Last evening I had the opportunity to take part in a webinar hosted by the National Psoriasis Foundation, featuring guest speaker Dermatologist and psoriasis expert Jerry Bagel, M.D. I was pretty excited to see that a lot of the information that was presented was consistent with the research on nutrition that I’ve done throughout my own journey. I did find it to be an incredible reminder to go back to basics and go back to a cleaner diet. I’ve been slacking a bit this summer in the healthy eating department. I’m a sucker for BBQ’s, but along with them comes the hot dogs, hamburgers, Corona’s and chips – not exactly the picture of perfect health.

Here’s a recap of some of the wonderful information that I took away from the presentation:

  • Psoriatic Arthritis symptoms do not appear until approximately ten years after the first signs of psoriasis (for the majority), so it’s something to keep a lookout for if you’re newly diagnosed or hitting that time-frame.
  • Drinking alcohol opens up the blood vessels in your skin, inviting the white blood cells, (including the T cells that are believed to be responsible for psoriasis) into the outer layers of your skin more easily. This makes a lot of sense, because I can usually see a pretty immediate reaction in my skin if i overdo it with the booze.
  • The following foods promote inflammation: processed food, sugary foods, white flour, white rice, foods that include omega-6 fatty acid – fatty red meat, dairy
  • Gluten can increase inflammation as well, 73% of people in a recent study found their psoriasis symptoms decreased by 50% by following a gluten-free diet
  • Psoriasis skin grows at seven times the rate of normal skin growth and Vitamin A helps to slow down that growth
  • Allow 12-24 weeks to see results when making a food/diet change
  • Elimination of the nightshade family may not make a difference in your psoriasis, it’s personal to each individual. Consider eliminating them one at a time (for at least 12 weeks) to determine if it is a cause of flares for you
  • Turmeric is an anti-inflammatory product, but further research is needed to understand the proper dosage needed for effectiveness (I’m on the right path!)
  • Try to eat cold-water fish 2-3 times a week, high in Omega-3, which has anti-inflammatory properties
  • If this kind of plan is new for you, take it slow and day by day. Small substitutions can result in big improvements.
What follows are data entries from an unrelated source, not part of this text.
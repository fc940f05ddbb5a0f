use chrono::{DateTime, Utc};
use dashmap::mapref::entry::Entry;
use dashmap::DashMap;
use serde::{Deserialize, Serialize};
use tracing::{debug, info, instrument};

use super::content::ContentKind;
use crate::config::ConflictConfig;
use crate::conflict::{
    ConflictCandidate, ConflictDetector, ConflictRegistry, ConflictUpdate, MergeConflict,
    Resolution, ResolutionChoice,
};
use crate::core::{OrchestraError, Result};
use crate::executor::{OutputFile, TaskOutput};
use crate::model::{ConflictId, SessionId, TaskId};

/// One path in the merged project tree
#[derive(Debug, Clone, PartialEq, Serialize, Deserialize)]
#[serde(rename_all = "camelCase")]
pub struct AggregatedFile {
    pub path: String,
    /// `None` marks a deletion
    pub content: Option<String>,
    pub kind: ContentKind,
    pub contributors: Vec<TaskId>,
    /// Tasks whose proposal is the stored content
    #[serde(skip)]
    content_owners: Vec<TaskId>,
    pub updated_at: DateTime<Utc>,
}

impl AggregatedFile {
    fn new(path: &str, task_id: &str, content: Option<String>, kind: ContentKind) -> Self {
        Self {
            path: path.to_string(),
            content,
            kind,
            contributors: vec![task_id.to_string()],
            content_owners: vec![task_id.to_string()],
            updated_at: Utc::now(),
        }
    }

    pub fn is_deleted(&self) -> bool {
        self.content.is_none()
    }

    pub fn content_length(&self) -> usize {
        self.content.as_ref().map(String::len).unwrap_or(0)
    }

    fn owner_candidates(&self) -> Vec<ConflictCandidate> {
        let owners = if self.content_owners.is_empty() {
            &self.contributors[..1.min(self.contributors.len())]
        } else {
            &self.content_owners[..]
        };
        owners
            .iter()
            .map(|task_id| ConflictCandidate {
                task_id: task_id.clone(),
                content: self.content.clone(),
                kind: self.kind.clone(),
            })
            .collect()
    }
}

/// What one call to [`ResultAggregator::aggregate`] did
#[derive(Debug, Clone, Default)]
pub struct AggregationReport {
    pub task_id: TaskId,
    /// Paths seen for the first time
    pub created: Vec<String>,
    /// Paths where the task wrote the content already stored
    pub unchanged: Vec<String>,
    /// Paths the task had already contributed to
    pub skipped: Vec<String>,
    pub conflicts: Vec<ConflictUpdate>,
    pub auto_resolved: Vec<MergeConflict>,
}

impl AggregationReport {
    pub fn paths(&self) -> impl Iterator<Item = &String> {
        self.created
            .iter()
            .chain(self.unchanged.iter())
            .chain(self.conflicts.iter().map(|c| &c.conflict().path))
    }
}

/// Merges task outputs into one file set and tracks conflicts
///
/// Per-path updates run under the map entry's shard lock. Readers take
/// snapshots shard by shard.
pub struct ResultAggregator {
    session_id: SessionId,
    files: DashMap<String, AggregatedFile>,
    conflicts: ConflictRegistry,
    auto_resolve: bool,
}

impl ResultAggregator {
    pub fn new(session_id: SessionId, config: &ConflictConfig) -> Result<Self> {
        let detector = ConflictDetector::new(config)?;
        Ok(Self {
            session_id,
            files: DashMap::new(),
            conflicts: ConflictRegistry::new(session_id, detector),
            auto_resolve: config.auto_resolve,
        })
    }

    pub fn session_id(&self) -> SessionId {
        self.session_id
    }

    /// Fold one completed task's output into the file set
    #[instrument(
        skip(self, output),
        fields(session_id = %self.session_id, files = output.files.len())
    )]
    pub fn aggregate(&self, task_id: &str, output: &TaskOutput) -> AggregationReport {
        let mut report = AggregationReport {
            task_id: task_id.to_string(),
            ..Default::default()
        };

        for (path, file) in &output.files {
            let (content, kind) = match file {
                OutputFile::Write { content, language } => (
                    Some(content.clone()),
                    ContentKind::detect(path, language.as_deref(), content),
                ),
                OutputFile::Delete => (None, ContentKind::for_path(path)),
            };

            match self.files.entry(path.clone()) {
                Entry::Vacant(vacant) => {
                    vacant.insert(AggregatedFile::new(path, task_id, content, kind));
                    report.created.push(path.clone());
                }
                Entry::Occupied(mut occupied) => {
                    let existing = occupied.get_mut();
                    if existing.contributors.iter().any(|t| t == task_id) {
                        debug!(task_id, path = %path, "Task already contributed to path, skipping");
                        report.skipped.push(path.clone());
                        continue;
                    }
                    existing.contributors.push(task_id.to_string());
                    existing.updated_at = Utc::now();

                    let incoming = ConflictCandidate {
                        task_id: task_id.to_string(),
                        content: content.clone(),
                        kind,
                    };

                    if existing.content == content {
                        existing.content_owners.push(task_id.to_string());
                        match self.conflicts.join_open(path, incoming) {
                            Some(conflict) => {
                                report.conflicts.push(ConflictUpdate::Extended(conflict))
                            }
                            None => report.unchanged.push(path.clone()),
                        }
                        continue;
                    }

                    let update =
                        self.conflicts
                            .record_divergence(path, existing.owner_candidates(), incoming);

                    if self.auto_resolve {
                        if let Some(merged) =
                            self.conflicts.detector().try_auto_merge(update.conflict())
                        {
                            let id = update.conflict().id;
                            let resolution = Resolution::AutoMerged {
                                content: merged.clone(),
                            };
                            if let Ok(resolved) =
                                self.conflicts
                                    .mark_resolved(id, resolution, Some("auto".to_string()))
                            {
                                existing.content = Some(merged);
                                existing.content_owners = resolved.contributors.clone();
                                report.conflicts.push(update);
                                report.auto_resolved.push(resolved);
                                continue;
                            }
                        }
                    }
                    report.conflicts.push(update);
                }
            }
        }

        debug!(
            task_id,
            created = report.created.len(),
            unchanged = report.unchanged.len(),
            conflicts = report.conflicts.len(),
            "Aggregated task output"
        );
        report
    }

    /// Apply a resolution choice to an open conflict
    ///
    /// `ResolutionChoice::Auto` returns the conflict still open when no
    /// unambiguous merge exists.
    pub fn resolve(
        &self,
        conflict_id: ConflictId,
        choice: ResolutionChoice,
        resolved_by: Option<String>,
    ) -> Result<MergeConflict> {
        let path = self.conflicts.open_snapshot(conflict_id)?.path;

        // File entry first, then the conflict record
        let mut file = self
            .files
            .get_mut(&path)
            .ok_or_else(|| OrchestraError::internal(format!("no aggregated file for {}", path)))?;
        let conflict = self.conflicts.open_snapshot(conflict_id)?;

        let (resolution, content, kind, owners) = match choice {
            ResolutionChoice::WinningTask(task_id) => {
                let winner = conflict.candidate(&task_id).ok_or_else(|| {
                    OrchestraError::UnknownContributor {
                        conflict_id,
                        task_id: task_id.clone(),
                    }
                })?;
                let owners: Vec<TaskId> = conflict
                    .candidates
                    .iter()
                    .filter(|c| c.content == winner.content)
                    .map(|c| c.task_id.clone())
                    .collect();
                (
                    Resolution::WinningTask {
                        task_id: task_id.clone(),
                    },
                    winner.content.clone(),
                    winner.kind.clone(),
                    owners,
                )
            }
            ResolutionChoice::MergedContent(merged) => {
                let kind = ContentKind::detect(&path, None, &merged);
                (
                    Resolution::MergedContent {
                        content: merged.clone(),
                    },
                    Some(merged),
                    kind,
                    conflict.contributors.clone(),
                )
            }
            ResolutionChoice::Auto => match self.conflicts.detector().try_auto_merge(&conflict) {
                Some(merged) => (
                    Resolution::AutoMerged {
                        content: merged.clone(),
                    },
                    Some(merged),
                    file.kind.clone(),
                    conflict.contributors.clone(),
                ),
                None => {
                    info!(
                        conflict_id = %conflict_id,
                        path = %path,
                        "No unambiguous merge, conflict stays open"
                    );
                    return Ok(conflict);
                }
            },
        };

        let resolved = self
            .conflicts
            .mark_resolved(conflict_id, resolution, resolved_by)?;
        file.content = content;
        file.kind = kind;
        file.content_owners = owners;
        file.updated_at = Utc::now();
        Ok(resolved)
    }

    /// Point-in-time copy of every aggregated file, sorted by path
    pub fn snapshot(&self) -> Vec<AggregatedFile> {
        let mut files: Vec<AggregatedFile> =
            self.files.iter().map(|entry| entry.value().clone()).collect();
        files.sort_by(|a, b| a.path.cmp(&b.path));
        files
    }

    pub fn file(&self, path: &str) -> Option<AggregatedFile> {
        self.files.get(path).map(|f| f.clone())
    }

    pub fn len(&self) -> usize {
        self.files.len()
    }

    pub fn is_empty(&self) -> bool {
        self.files.is_empty()
    }

    pub fn conflicts(&self) -> Vec<MergeConflict> {
        self.conflicts.list()
    }

    pub fn conflict(&self, id: ConflictId) -> Option<MergeConflict> {
        self.conflicts.get(id)
    }

    pub fn has_open_conflicts(&self) -> bool {
        self.conflicts.has_open()
    }

    pub fn open_conflict_count(&self) -> usize {
        self.conflicts.open_count()
    }
}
A recording of the presentation will be available at the below link beginning the week of August 20, check it out:


  1. You’re right to try to stay away from BBQs. I know it’s hard especially in good weather but it’s not the healthiest of food (especially with all the sides), psoriasis or no psoriasis. In Chinese medicine, food plays a big role in our health and wellness and it’s a case of balancing rather than avoid a food group completely.

    You could also try clear soups with loads of marrow, courgette/zucchini and carrots. Add a clove of garlic and small piece of ginger to help taste and chopped up tomatoes at the very last minute if you fancy.